__WHAT THE TASK REQUIRES__:
All lines in the records that carry the string "impl" are to be shown.

__TASK DATA__:

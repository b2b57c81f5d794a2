//! SQLite-backed durable [`Stream`].
//!
//! Records live in `stream_records (stream, part, seq)`; the next
//! offset of each partition lives in `stream_heads`, so offsets stay
//! monotonic after retention trims every record of a partition. Appends
//! bump the head and insert the record in one transaction, which keeps
//! offsets gap-free even when several processes append to the same database.
//!
//! Consumers in this process are woken on append; appends from other
//! processes are picked up on the next poll.

use async_trait::async_trait;
use chrono::{DateTime, Utc};
use sqlx::{Row, SqlitePool};
use std::time::Duration;

use super::{partition_for, PartitionSignals, Stream, StreamRecord};
use crate::error::PipelineResult;

pub struct SqliteStream {
    pool: SqlitePool,
    name: String,
    partitions: u32,
    signals: PartitionSignals,
}

impl SqliteStream {
    /// Open a stream over an already-migrated database.
    pub async fn open(pool: SqlitePool, name: &str, partitions: u32) -> PipelineResult<Self> {
        let partitions = partitions.max(1);
        let mut heads = vec![0u64; partitions as usize];
        let rows = sqlx::query("SELECT part, next_offset FROM stream_heads WHERE stream = ?")
            .bind(name)
            .fetch_all(&pool)
            .await?;
        for row in rows {
            let partition: i64 = row.get("part");
            let next: i64 = row.get("next_offset");
            if let Some(slot) = heads.get_mut(partition as usize) {
                *slot = next as u64;
            }
        }

        Ok(Self {
            pool,
            name: name.to_string(),
            partitions,
            signals: PartitionSignals::new(&heads),
        })
    }
}

#[async_trait]
impl Stream for SqliteStream {
    fn name(&self) -> &str {
        &self.name
    }

    fn partitions(&self) -> u32 {
        self.partitions
    }

    async fn append(&self, key: &str, payload: &str) -> PipelineResult<(u32, u64)> {
        let partition = partition_for(key, self.partitions);
        let mut tx = self.pool.begin().await?;

        let next: i64 = sqlx::query_scalar(
            r#"
            INSERT INTO stream_heads (stream, part, next_offset) VALUES (?, ?, 1)
            ON CONFLICT(stream, part) DO UPDATE SET next_offset = next_offset + 1
            RETURNING next_offset
            "#,
        )
        .bind(&self.name)
        .bind(partition as i64)
        .fetch_one(&mut *tx)
        .await?;
        let offset = next - 1;

        sqlx::query(
            r#"
            INSERT INTO stream_records (stream, part, seq, record_key, payload, appended_at)
            VALUES (?, ?, ?, ?, ?, ?)
            "#,
        )
        .bind(&self.name)
        .bind(partition as i64)
        .bind(offset)
        .bind(key)
        .bind(payload)
        .bind(Utc::now().timestamp_millis())
        .execute(&mut *tx)
        .await?;

        tx.commit().await?;

        self.signals.advance(partition, next as u64);
        Ok((partition, offset as u64))
    }

    async fn read(&self, partition: u32, from: u64, max: usize) -> PipelineResult<Vec<StreamRecord>> {
        let rows = sqlx::query(
            r#"
            SELECT seq, record_key, payload, appended_at
            FROM stream_records
            WHERE stream = ? AND part = ? AND seq >= ?
            ORDER BY seq
            LIMIT ?
            "#,
        )
        .bind(&self.name)
        .bind(partition as i64)
        .bind(from as i64)
        .bind(max as i64)
        .fetch_all(&self.pool)
        .await?;

        Ok(rows
            .iter()
            .map(|row| {
                let offset: i64 = row.get("seq");
                let appended_at: i64 = row.get("appended_at");
                StreamRecord {
                    partition,
                    offset: offset as u64,
                    key: row.get("record_key"),
                    payload: row.get("payload"),
                    appended_at: DateTime::from_timestamp_millis(appended_at)
                        .unwrap_or_else(Utc::now),
                }
            })
            .collect())
    }

    async fn end_offset(&self, partition: u32) -> PipelineResult<u64> {
        let next: Option<i64> = sqlx::query_scalar(
            "SELECT next_offset FROM stream_heads WHERE stream = ? AND part = ?",
        )
        .bind(&self.name)
        .bind(partition as i64)
        .fetch_optional(&self.pool)
        .await?;
        Ok(next.unwrap_or(0) as u64)
    }

    async fn start_offset(&self, partition: u32) -> PipelineResult<u64> {
        let oldest: Option<i64> = sqlx::query_scalar(
            "SELECT MIN(seq) FROM stream_records WHERE stream = ? AND part = ?",
        )
        .bind(&self.name)
        .bind(partition as i64)
        .fetch_one(&self.pool)
        .await?;
        match oldest {
            Some(offset) => Ok(offset as u64),
            None => self.end_offset(partition).await,
        }
    }

    async fn trim_before(&self, cutoff: DateTime<Utc>) -> PipelineResult<u64> {
        let result = sqlx::query("DELETE FROM stream_records WHERE stream = ? AND appended_at < ?")
            .bind(&self.name)
            .bind(cutoff.timestamp_millis())
            .execute(&self.pool)
            .await?;
        Ok(result.rows_affected())
    }

    async fn wait_for_data(&self, partition: u32, from: u64, timeout: Duration) {
        self.signals.wait(partition, from, timeout).await
    }
}

#[cfg(test)]
mod tests {
    use super::*;
    use crate::db;
    use crate::migrate;
    use tempfile::TempDir;

    async fn setup() -> (TempDir, SqlitePool) {
        let tmp = TempDir::new().unwrap();
        let pool = db::connect_path(&tmp.path().join("bizcard.sqlite"))
            .await
            .unwrap();
        migrate::apply(&pool).await.unwrap();
        (tmp, pool)
    }

    #[tokio::test]
    async fn append_read_and_reopen() {
        let (_tmp, pool) = setup().await;
        let stream = SqliteStream::open(pool.clone(), "bizcard-text", 2)
            .await
            .unwrap();

        let (p, o0) = stream.append("img-1", "{\"n\":0}").await.unwrap();
        let (p2, o1) = stream.append("img-1", "{\"n\":1}").await.unwrap();
        assert_eq!(p, p2);
        assert_eq!((o0, o1), (0, 1));

        let records = stream.read(p, 0, 10).await.unwrap();
        assert_eq!(records.len(), 2);
        assert_eq!(records[1].payload, "{\"n\":1}");
        assert_eq!(records[1].key, "img-1");

        let reopened = SqliteStream::open(pool, "bizcard-text", 2).await.unwrap();
        assert_eq!(reopened.end_offset(p).await.unwrap(), 2);
        let (_, o2) = reopened.append("img-1", "{\"n\":2}").await.unwrap();
        assert_eq!(o2, 2);
    }

    #[tokio::test]
    async fn streams_sharing_a_database_are_independent() {
        let (_tmp, pool) = setup().await;
        let images = SqliteStream::open(pool.clone(), "bizcard-image", 1)
            .await
            .unwrap();
        let text = SqliteStream::open(pool, "bizcard-text", 1).await.unwrap();

        images.append("a", "x").await.unwrap();
        images.append("a", "y").await.unwrap();
        let (_, offset) = text.append("a", "z").await.unwrap();
        assert_eq!(offset, 0);
        assert_eq!(images.read(0, 0, 10).await.unwrap().len(), 2);
        assert_eq!(text.read(0, 0, 10).await.unwrap().len(), 1);
    }

    #[tokio::test]
    async fn trim_removes_old_records_but_keeps_head() {
        let (_tmp, pool) = setup().await;
        let stream = SqliteStream::open(pool, "s", 1).await.unwrap();
        stream.append("k", "a").await.unwrap();
        stream.append("k", "b").await.unwrap();

        let removed = stream
            .trim_before(Utc::now() + chrono::Duration::seconds(1))
            .await
            .unwrap();
        assert_eq!(removed, 2);
        assert_eq!(stream.start_offset(0).await.unwrap(), 2);
        assert!(stream.read(0, 0, 10).await.unwrap().is_empty());
    }
}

__EXERCISE RESULT__:
impl SqliteStream {
impl Stream for SqliteStream {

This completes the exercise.